High Performance Quasigroup Block Cipher

Hey, I've recently put the finishing touches on a high-performance block cipher that users principals that came from previous work on the quasigroup block cipher, and will be referencing it in my Master of Science in CompSci thesis.  It's performance is built around 64-bit CPU's that weren't available when AES was developed in the late 90's, and doesn't use any of those silly LUTs either, which is really just a calculation over the Rijndael finite field.

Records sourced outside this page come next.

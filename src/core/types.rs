use std::fmt;
use std::time::Duration;

use thiserror::Error;

use super::envelope::EnvelopeError;

/// Convenience result alias for websocket operations.
pub type WebSocketResult<T> = Result<T, WebSocketError>;

/// Canonical error surface shared across the transport layer.
///
/// Precondition failures (`MissingToken`, `UnresolvableUrl`) are returned by the
/// connection-level API; the binding layer logs and swallows them so they never
/// reach consumer code.
#[derive(Debug, Error)]
pub enum WebSocketError {
    #[error("No authentication token found")]
    MissingToken,

    #[error("Unresolvable websocket url for path {path:?}: {reason}")]
    UnresolvableUrl { path: String, reason: String },

    #[error("Connection failed: {0}")]
    ConnectionFailed(String),

    #[error("Transport error ({context}): {error}")]
    TransportError {
        context: &'static str,
        error: String,
    },

    #[error("Malformed frame: {0}")]
    MalformedFrame(#[from] EnvelopeError),

    #[error("Serialize failed: {0}")]
    Serialize(String),

    #[error("Actor error: {0}")]
    ActorError(String),

    #[error("Invalid state: {0}")]
    InvalidState(String),
}

/// State of one physical connection.
///
/// Exactly one value is current at any instant; it is published through a watch
/// channel so reads never touch the actor.
#[derive(Debug, Clone, Copy, PartialEq, Eq, Default)]
pub enum ConnectionState {
    #[default]
    Disconnected,
    Connecting,
    Connected,
    /// Handshake started by a reconnect policy after a drop.
    Reconnecting,
    /// Explicitly disconnected. A later connect is still allowed.
    Closed,
}

impl ConnectionState {
    #[inline]
    pub fn is_connected(self) -> bool {
        matches!(self, ConnectionState::Connected)
    }

    /// Handshake in flight or socket open.
    #[inline]
    pub fn is_active(self) -> bool {
        matches!(
            self,
            ConnectionState::Connecting | ConnectionState::Connected | ConnectionState::Reconnecting
        )
    }

    pub fn as_str(self) -> &'static str {
        match self {
            ConnectionState::Disconnected => "disconnected",
            ConnectionState::Connecting => "connecting",
            ConnectionState::Connected => "connected",
            ConnectionState::Reconnecting => "reconnecting",
            ConnectionState::Closed => "closed",
        }
    }
}

impl fmt::Display for ConnectionState {
    fn fmt(&self, f: &mut fmt::Formatter<'_>) -> fmt::Result {
        f.write_str(self.as_str())
    }
}

/// Transport-independent buffer sizing parameters used for websocket configuration.
#[derive(Clone, Copy, Debug)]
pub struct WebSocketBufferConfig {
    pub write_buffer_bytes: usize,
    pub max_write_buffer_bytes: usize,
    pub max_message_bytes: usize,
    pub max_frame_bytes: usize,
}

impl Default for WebSocketBufferConfig {
    fn default() -> Self {
        // Dashboard events are small JSON documents; 1 MiB leaves room for snapshots.
        Self {
            write_buffer_bytes: 64 << 10,
            max_write_buffer_bytes: 256 << 10,
            max_message_bytes: 1 << 20,
            max_frame_bytes: 1 << 20,
        }
    }
}

/// Canonical disconnect causes reported to observers.
#[derive(Debug, Clone, PartialEq, Eq)]
pub enum WsDisconnectCause {
    /// Server sent a close frame or the stream ended.
    RemoteClosed { code: Option<u16>, reason: String },
    ReadFailure { error: String },
    WriteFailure { error: String },
    /// `disconnect()` was called while connected.
    ClientRequested,
}

impl fmt::Display for WsDisconnectCause {
    fn fmt(&self, f: &mut fmt::Formatter<'_>) -> fmt::Result {
        match self {
            WsDisconnectCause::RemoteClosed { code, reason } => match code {
                Some(code) => write!(f, "remote closed (code={code} reason={reason})"),
                None => write!(f, "remote closed ({reason})"),
            },
            WsDisconnectCause::ReadFailure { error } => write!(f, "read failure: {error}"),
            WsDisconnectCause::WriteFailure { error } => write!(f, "write failure: {error}"),
            WsDisconnectCause::ClientRequested => f.write_str("client requested"),
        }
    }
}

/// Abstract reconnect strategy trait.
///
/// Strategies are driven from outside the connection, which itself never retries.
pub trait WsReconnectStrategy: Send + Sync + 'static {
    fn next_delay(&mut self) -> Duration;
    fn reset(&mut self);
    fn should_retry(&self) -> bool;
}

/// Counters kept by a connection actor.
#[derive(Clone, Debug, Default, PartialEq, Eq)]
pub struct ConnectionStats {
    /// Successful handshakes.
    pub connects: u64,
    /// Envelopes forwarded to the observer.
    pub messages: u64,
    pub malformed: u64,
    pub sent: u64,
    /// Sends rejected because the socket was not open.
    pub dropped_sends: u64,
    /// Age of the current socket, if open.
    pub uptime: Option<Duration>,
}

I'm posting the block encryption routine, you could probably figure out the decryption routine on your own pretty easily.

class QGBC_HP {
public:
    class BLOCK {
        unsigned long long w[4];    // the 4 words of a block
    }

    class KEY {
        unsigned long long w[4];    // the 4 words of a block
    }

protected:
    BLOCK   b;      // previous block
    bool    cbc;

    void left_rotate(BLOCK& c, int l) {
        if (l == 57) {
            unsigned long long c0 = c.w[0];

            c.w[0] = (c.w[0] << 57) | (c.w[1] >> 7);
            c.w[1] = (c.w[1] << 57) | (c.w[2] >> 7);
            c.w[2] = (c.w[2] << 57) | (c.w[3] >> 7);
            c.w[3] = (c.w[3] << 57) | (c.w >> 7);
        } else if (l == 83) {
            unsigned long long c0 = c.w[0];
            unsigned long long c1 = c.w[1];

            c.w[0] = (c.w[1] << 19) | (c.w[2] >> 45);
            c.w[1] = (c.w[2] << 19) | (c.w[3] >> 45);
            c.w[2] = (c.w[3] << 19) | (c0 >> 45);
            c.w[3] = (c0 << 19) | (c1 >> 45);
        }
    }


public:
    QGBC_HP() : cbc(false) {
    }

    void init(bool cbc = false, BLOCK* iv = NULL) {
        this->cbc = cbc;
        if (cbc) {
            if (iv != null) {
                b.w[0] = iv->w[0];
                b.w[1] = iv->w[1];
                b.w[2] = iv->w[2];
                b.w[3] = iv->w[3];
            } else {
                throw std::exception("iv must not be null if cbc is true");
            }
        } else {
            b.w[0] = b.w[1] = b.w[2] = b.w[3] = 0;
        }
    }

    void encrypt_block(KEY& k, BLOCK& m, BLOCK& c) {
        if (cbc) {
            c.w[0] = m.w[0] ^ b.w[0];
            c.w[1] = m.w[1] ^ b.w[1];
            c.w[2] = m.w[2] ^ b.w[2];
            c.w[3] = m.w[3] ^ b.w[3];
        }

        for(int x=0; x<4; ++x) {
            if (x == 1) left_rotate(c, 57);
            else if (x > 1) left_rotate(c, 83);

            c.w[0] = K.w[3] ^ ( ~K.w[x] + c.w[0]);
            c.w[1] = K.w[2] ^ (  c.w[0] + c.w[1]);
            c.w[2] = K.w[1] ^ (  c.w[1] + c.w[2]);
            c.w[3] = K.w[0] ^ (  c.w[2] + c.w[3]);
        }

        if (cbc) {
            b.w[0] = c.w[0];
            b.w[1] = c.w[1];
            b.w[2] = c.w[2];
            b.w[3] = c.w[3];
        }
    }
};